►
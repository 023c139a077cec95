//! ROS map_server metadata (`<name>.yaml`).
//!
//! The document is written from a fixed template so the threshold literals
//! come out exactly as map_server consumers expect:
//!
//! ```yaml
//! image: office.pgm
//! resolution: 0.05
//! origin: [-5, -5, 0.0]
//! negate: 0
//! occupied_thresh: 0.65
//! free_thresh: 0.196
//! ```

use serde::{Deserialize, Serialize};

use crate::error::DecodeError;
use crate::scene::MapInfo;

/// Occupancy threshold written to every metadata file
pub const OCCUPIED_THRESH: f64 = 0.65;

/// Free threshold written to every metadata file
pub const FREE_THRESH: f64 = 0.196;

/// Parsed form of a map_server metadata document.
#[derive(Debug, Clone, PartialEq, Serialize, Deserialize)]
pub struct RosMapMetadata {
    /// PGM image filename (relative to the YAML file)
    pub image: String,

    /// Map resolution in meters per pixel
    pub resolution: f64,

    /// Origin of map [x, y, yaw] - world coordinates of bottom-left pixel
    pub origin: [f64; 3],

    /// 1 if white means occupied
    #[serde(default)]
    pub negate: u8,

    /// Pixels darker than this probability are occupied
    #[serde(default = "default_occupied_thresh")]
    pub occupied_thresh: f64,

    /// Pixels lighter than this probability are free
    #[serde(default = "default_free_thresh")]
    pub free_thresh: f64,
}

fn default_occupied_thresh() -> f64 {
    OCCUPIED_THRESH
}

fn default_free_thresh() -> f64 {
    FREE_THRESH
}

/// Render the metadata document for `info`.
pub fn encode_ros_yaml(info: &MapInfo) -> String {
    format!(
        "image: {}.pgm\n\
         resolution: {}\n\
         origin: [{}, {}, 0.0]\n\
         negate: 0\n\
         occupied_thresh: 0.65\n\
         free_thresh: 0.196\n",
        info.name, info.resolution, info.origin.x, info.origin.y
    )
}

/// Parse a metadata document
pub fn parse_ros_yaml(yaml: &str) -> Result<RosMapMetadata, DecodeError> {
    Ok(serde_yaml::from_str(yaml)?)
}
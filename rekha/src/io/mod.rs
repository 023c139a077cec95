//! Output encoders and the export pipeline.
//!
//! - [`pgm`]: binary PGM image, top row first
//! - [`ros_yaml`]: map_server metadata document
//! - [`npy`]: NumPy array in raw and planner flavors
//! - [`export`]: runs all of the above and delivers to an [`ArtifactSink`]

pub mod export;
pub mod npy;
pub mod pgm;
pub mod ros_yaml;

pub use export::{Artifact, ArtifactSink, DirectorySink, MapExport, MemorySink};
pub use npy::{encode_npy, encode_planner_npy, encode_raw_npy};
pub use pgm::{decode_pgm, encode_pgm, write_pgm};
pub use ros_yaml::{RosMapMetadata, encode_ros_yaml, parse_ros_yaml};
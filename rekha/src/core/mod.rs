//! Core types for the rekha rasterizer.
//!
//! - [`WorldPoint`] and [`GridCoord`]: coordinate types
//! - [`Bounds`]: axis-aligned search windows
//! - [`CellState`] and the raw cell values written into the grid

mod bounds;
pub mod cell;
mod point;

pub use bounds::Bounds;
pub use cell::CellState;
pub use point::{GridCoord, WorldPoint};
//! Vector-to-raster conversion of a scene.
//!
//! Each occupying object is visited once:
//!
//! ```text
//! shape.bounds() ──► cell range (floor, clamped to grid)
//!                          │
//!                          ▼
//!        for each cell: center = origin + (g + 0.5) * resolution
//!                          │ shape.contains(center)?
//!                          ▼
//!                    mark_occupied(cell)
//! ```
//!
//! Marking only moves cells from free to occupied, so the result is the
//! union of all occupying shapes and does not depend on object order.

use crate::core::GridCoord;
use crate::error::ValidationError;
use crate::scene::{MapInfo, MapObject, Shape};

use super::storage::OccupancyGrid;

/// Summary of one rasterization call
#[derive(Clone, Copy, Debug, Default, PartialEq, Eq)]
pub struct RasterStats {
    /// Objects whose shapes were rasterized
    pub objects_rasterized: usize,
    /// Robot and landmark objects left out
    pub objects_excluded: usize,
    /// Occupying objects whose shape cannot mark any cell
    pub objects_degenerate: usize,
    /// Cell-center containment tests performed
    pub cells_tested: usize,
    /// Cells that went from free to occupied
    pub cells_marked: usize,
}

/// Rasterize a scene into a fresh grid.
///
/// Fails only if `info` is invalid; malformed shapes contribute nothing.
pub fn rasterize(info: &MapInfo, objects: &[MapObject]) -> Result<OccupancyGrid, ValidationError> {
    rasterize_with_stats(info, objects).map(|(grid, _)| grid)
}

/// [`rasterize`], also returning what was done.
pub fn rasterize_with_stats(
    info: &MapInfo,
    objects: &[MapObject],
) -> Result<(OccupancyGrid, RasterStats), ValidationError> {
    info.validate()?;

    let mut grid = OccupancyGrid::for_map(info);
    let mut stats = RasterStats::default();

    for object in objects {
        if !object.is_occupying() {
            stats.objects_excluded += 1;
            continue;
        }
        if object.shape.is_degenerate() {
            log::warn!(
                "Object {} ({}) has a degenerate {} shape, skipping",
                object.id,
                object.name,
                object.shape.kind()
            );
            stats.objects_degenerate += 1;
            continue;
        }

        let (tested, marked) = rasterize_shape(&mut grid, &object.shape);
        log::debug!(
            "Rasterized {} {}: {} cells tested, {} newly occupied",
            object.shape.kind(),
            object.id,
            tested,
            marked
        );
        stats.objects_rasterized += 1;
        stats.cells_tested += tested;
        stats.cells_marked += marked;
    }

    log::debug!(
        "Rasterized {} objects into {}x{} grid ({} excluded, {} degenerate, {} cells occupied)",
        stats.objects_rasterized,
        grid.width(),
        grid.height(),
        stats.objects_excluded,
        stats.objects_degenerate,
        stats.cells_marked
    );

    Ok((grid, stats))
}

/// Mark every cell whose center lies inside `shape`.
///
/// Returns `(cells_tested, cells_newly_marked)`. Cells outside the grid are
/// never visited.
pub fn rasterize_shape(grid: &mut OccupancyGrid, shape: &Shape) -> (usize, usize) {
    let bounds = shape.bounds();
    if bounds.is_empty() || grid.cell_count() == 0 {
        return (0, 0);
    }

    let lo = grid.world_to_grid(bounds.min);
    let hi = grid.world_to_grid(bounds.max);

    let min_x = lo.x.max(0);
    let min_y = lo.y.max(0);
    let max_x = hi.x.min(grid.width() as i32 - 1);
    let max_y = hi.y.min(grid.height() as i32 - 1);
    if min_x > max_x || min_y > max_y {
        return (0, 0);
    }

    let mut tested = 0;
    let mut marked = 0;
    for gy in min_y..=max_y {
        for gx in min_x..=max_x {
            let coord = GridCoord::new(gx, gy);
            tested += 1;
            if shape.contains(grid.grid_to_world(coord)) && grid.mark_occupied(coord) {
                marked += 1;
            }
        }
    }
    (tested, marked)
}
◄
[What is required]:
Collect every line with the string "derive" from the records, and copy each.

[Task result]:
#[derive(Debug, Clone, PartialEq, Serialize, Deserialize)]
#[derive(Clone, Copy, Debug, Default, PartialEq, Eq)]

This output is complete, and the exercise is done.